Em nosso país Brasil eu posso dizer com uma certa ponta de orgulho do quanto temos sido mais abertos para discutir temas que são considerados tabu em todo o mundo: depressão, suicídio, sexualidade. Temos sim uma cultura machista, homofóbica, sexista, preconceituosa e estranha em relação ao sexo. Mas até você mesmo, meu amigo moralista, eu sinto mais orgulho de você do que de qualquer outro cidadão em qualquer outra parte desse mundo, porque nós brasileiros temos uma relação muito mais aberta com as questões da saúde. Somos mais ligados ao sexo, discutimos isso sem cerimônias e abertamente, e os benefícios a longo prazo seriam, talvez, uma redução em casos de estupro e pedofilia. Ao contrário do que se pensa, não discutir sexualidade é o que leva à violência sexual, mas é claro que isso é só uma crença pessoal do que um fato. De certa forma, eu fico feliz em saber que aqui as pessoas refletem sobre isso. Ainda estamos longe do ideal, mas ao menos estamos no caminho. O mesmo sobre a depressão, pois os temas são trazidos para a TV, para os jornais, todo ano aderimos às campanhas e estamos cada dia mais nos conscientizando em prol de assegurar que nosso compatriotas não cometam a tragédia de suicidarem-se.

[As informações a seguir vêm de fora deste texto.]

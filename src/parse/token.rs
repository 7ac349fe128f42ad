use std::borrow::Cow;
use std::fmt::{self, Display};

use byte_string::ByteStr;
use itertools::Itertools;
use once_cell::sync::OnceCell;
use phf::phf_map;
use serde::Serialize;

use crate::position::{HasSpan, Span};
use crate::util::{serialize_bytes_as_string, slice_formatter, CloneStatic};

pub const BACKSPACE: u8 = b'\x08';
pub const FORM_FEED: u8 = b'\x0c';
pub const VERTICAL_TAB: u8 = b'\x0b';

#[derive(Serialize, Debug, Clone, Copy, PartialEq, Eq, Hash)]
pub enum SymbolCategory {
    Keyword,
    Punctuation,
    Operator,
}

macro_rules! symbols {
    ($( $category:ident { $( $lit:literal => $variant:ident ),+ $(,)? } )+) => {
        #[derive(Serialize, Debug, Clone, Copy, Hash, Eq, PartialEq)]
        pub enum Symbol {
            $( $( $variant ),+ ),+
        }

        impl Symbol {
            const SYMBOLS: phf::Map<&'static [u8], Symbol> = phf_map! {
                $( $( $lit => Self::$variant ),+ ),+
            };

            fn get_prefix_lengths() -> &'static [usize] {
                static PREFIX_LENGTHS: OnceCell<Vec<usize>> = OnceCell::new();

                PREFIX_LENGTHS.get_or_init(|| {
                    let mut lengths = [$( $( $lit.len() ),+ ),+];
                    lengths.sort_unstable();
                    lengths.into_iter().rev().dedup().collect()
                })
            }

            /// Finds the longest symbol `input` starts with.
            pub fn parse_prefix(input: &[u8]) -> Option<Symbol> {
                Self::get_prefix_lengths()
                    .iter()
                    .filter_map(|&len| input.get(0..len))
                    .find_map(|prefix| Self::SYMBOLS.get(prefix))
                    .copied()
            }

            pub fn parse_exact(input: &[u8]) -> Option<Symbol> {
                Self::SYMBOLS.get(input).copied()
            }

            pub fn as_slice(&self) -> &'static [u8] {
                match self {
                    $( $( Self::$variant => &$lit[..] ),+ ),+
                }
            }

            pub fn category(&self) -> SymbolCategory {
                match self {
                    $( $( Self::$variant )|+ => SymbolCategory::$category ),+
                }
            }
        }
    };
}

symbols! {
    Keyword {
        b"class" => Class,
        b"else" => Else,
        b"false" => False,
        b"fi" => Fi,
        b"if" => If,
        b"in" => In,
        b"inherits" => Inherits,
        b"isvoid" => IsVoid,
        b"let" => Let,
        b"loop" => Loop,
        b"pool" => Pool,
        b"then" => Then,
        b"while" => While,
        b"case" => Case,
        b"esac" => Esac,
        b"new" => New,
        b"of" => Of,
        b"not" => Not,
        b"true" => True,
    }

    Punctuation {
        b"{" => BraceLeft,
        b"}" => BraceRight,
        b"(" => ParenLeft,
        b")" => ParenRight,
        b":" => Colon,
        b";" => Semicolon,
        b"," => Comma,
        b"." => Dot,
        b"@" => At,
        b"=>" => Implies,
    }

    Operator {
        b"<-" => ArrowLeft,
        b"~" => Tilde,
        b"*" => Asterisk,
        b"/" => Slash,
        b"+" => Plus,
        b"-" => Minus,
        b"<=" => LessEquals,
        b"<" => Less,
        b"=" => Equals,
    }
}

impl Symbol {
    pub fn as_str(&self) -> &'static str {
        // all symbols are ASCII
        std::str::from_utf8(self.as_slice()).unwrap_or_default()
    }
}

impl Display for Symbol {
    fn fmt(&self, f: &mut fmt::Formatter<'_>) -> fmt::Result {
        write!(f, "`{}`", self.as_str())
    }
}

#[derive(Serialize, Debug, Clone, Copy, PartialEq, Eq, Hash)]
pub enum TokenType {
    Int,
    Symbol(Symbol),
    Ident,
    String,
    Eof,
}

impl Display for TokenType {
    fn fmt(&self, f: &mut fmt::Formatter<'_>) -> fmt::Result {
        match self {
            Self::Int => write!(f, "an integer literal"),
            Self::Symbol(sym) if sym.category() == SymbolCategory::Keyword => {
                write!(f, "keyword {}", sym)
            }
            Self::Symbol(sym) => write!(f, "{}", sym),
            Self::Ident => write!(f, "an identifier"),
            Self::String => write!(f, "a string literal"),
            Self::Eof => write!(f, "the end of file"),
        }
    }
}

#[derive(Serialize, Clone, PartialEq, Eq)]
pub enum TokenValue<'buf> {
    Int(i64),
    Symbol(Symbol),
    Ident(#[serde(serialize_with = "serialize_bytes_as_string")] Cow<'buf, [u8]>),
    String(#[serde(serialize_with = "serialize_bytes_as_string")] Cow<'buf, [u8]>),
    Eof,
}

impl fmt::Debug for TokenValue<'_> {
    fn fmt(&self, f: &mut fmt::Formatter<'_>) -> fmt::Result {
        match self {
            Self::Int(i) => f.debug_tuple("Int").field(i).finish(),
            Self::Symbol(sym) => f.debug_tuple("Symbol").field(sym).finish(),
            Self::Ident(id) => f.debug_tuple("Ident").field(&ByteStr::new(id)).finish(),
            Self::String(s) => f.debug_tuple("String").field(&ByteStr::new(s)).finish(),
            Self::Eof => f.write_str("Eof"),
        }
    }
}

impl CloneStatic<TokenValue<'static>> for TokenValue<'_> {
    fn clone_static(&self) -> TokenValue<'static> {
        match self {
            Self::Int(i) => TokenValue::Int(*i),
            Self::Symbol(sym) => TokenValue::Symbol(*sym),
            Self::Ident(id) => TokenValue::Ident(id.clone_static()),
            Self::String(s) => TokenValue::String(s.clone_static()),
            Self::Eof => TokenValue::Eof,
        }
    }
}

#[derive(Serialize, Debug, Clone, PartialEq, Eq)]
pub struct Token<'buf> {
    pub span: Span,
    pub value: TokenValue<'buf>,
}

impl<'buf> Token<'buf> {
    pub fn ty(&self) -> TokenType {
        match self.value {
            TokenValue::Int(_) => TokenType::Int,
            TokenValue::Symbol(sym) => TokenType::Symbol(sym),
            TokenValue::Ident(_) => TokenType::Ident,
            TokenValue::String(_) => TokenType::String,
            TokenValue::Eof => TokenType::Eof,
        }
    }
}

impl HasSpan for Token<'_> {
    fn span(&self) -> Cow<'_, Span> {
        Cow::Borrowed(&self.span)
    }
}

impl CloneStatic<Token<'static>> for Token<'_> {
    fn clone_static(&self) -> Token<'static> {
        Token {
            span: self.span.clone(),
            value: self.value.clone_static(),
        }
    }
}

impl Display for Token<'_> {
    fn fmt(&self, f: &mut fmt::Formatter<'_>) -> fmt::Result {
        match &self.value {
            TokenValue::Int(i) => write!(f, "{}", i),
            TokenValue::Symbol(sym) => write!(f, "{}", sym),
            TokenValue::Ident(id) => write!(f, "`{}`", slice_formatter(id)),
            TokenValue::String(s) => write!(f, "{:?}", slice_formatter(s)),
            TokenValue::Eof => write!(f, "<eof>"),
        }
    }
}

No japão a tolerância com esse caso é assustadora e desumana. Eles negam e condenam a pessoa que comete suicídio, no contrário que deveriam repensar os comportamentos intrínsecos à sua cultura que levam às pessoas a esse caso. O drama japonês é superficial e fútil, e a camada profunda de seus sentimentos é escondida por uma aparência de organização, mas no fundo, eles estão desesperados e gritando. Não me espanta o porquê um cidadão deste país se sente tão atraído pela cultura ocidental uma vez que entra em contato com ela. Desse ponto de vista moral eu posso dizer: somos muito mais livres, e não existe nada mais caro do que a liberdade, nem mesmo videogames, celulares e linhas de trem funcionam como relógios estão acima deste preço.

Depois de tanto tempo refletindo sobre isso, eu esperei por alguém que pudesse falar a respeito do tema, mas decidi falar eu mesmo, nesse texto todo desconexo e cheio de apelos. Ainda assim, eu imagino que isso poderia trazer um pouco de reflexão sobre o fato de que não deveria jamais existir o conceito de cultura superior ou inferior. É esse o protecionismo que acaba nos conduzindo à pensamentos de intolerância e violência, e quando há momentos de crise política mundial, estes pensamentos podem ser perigosamente utilizados para repetirmos os erros do passado. Embora eu não tenha nenhum tipo de otimismo em relação a isso. Como disse antes, sou de uma natureza absolutamente cética.

PS> Como isso não se trata de um artigo científico mas de uma carta informal, caso tenha dúvidas sobre o que foi citado, a internet está logo ali, abra uma aba e pesquise. Não me force a ter lugar de fala porque se exigirmos especialidade em qualquer assunto conversado, então não me admira o quanto nossas conversas no cotidiano social estejam tão desagradáveis. Não me acusem de reclusão ao viver em um momento assim.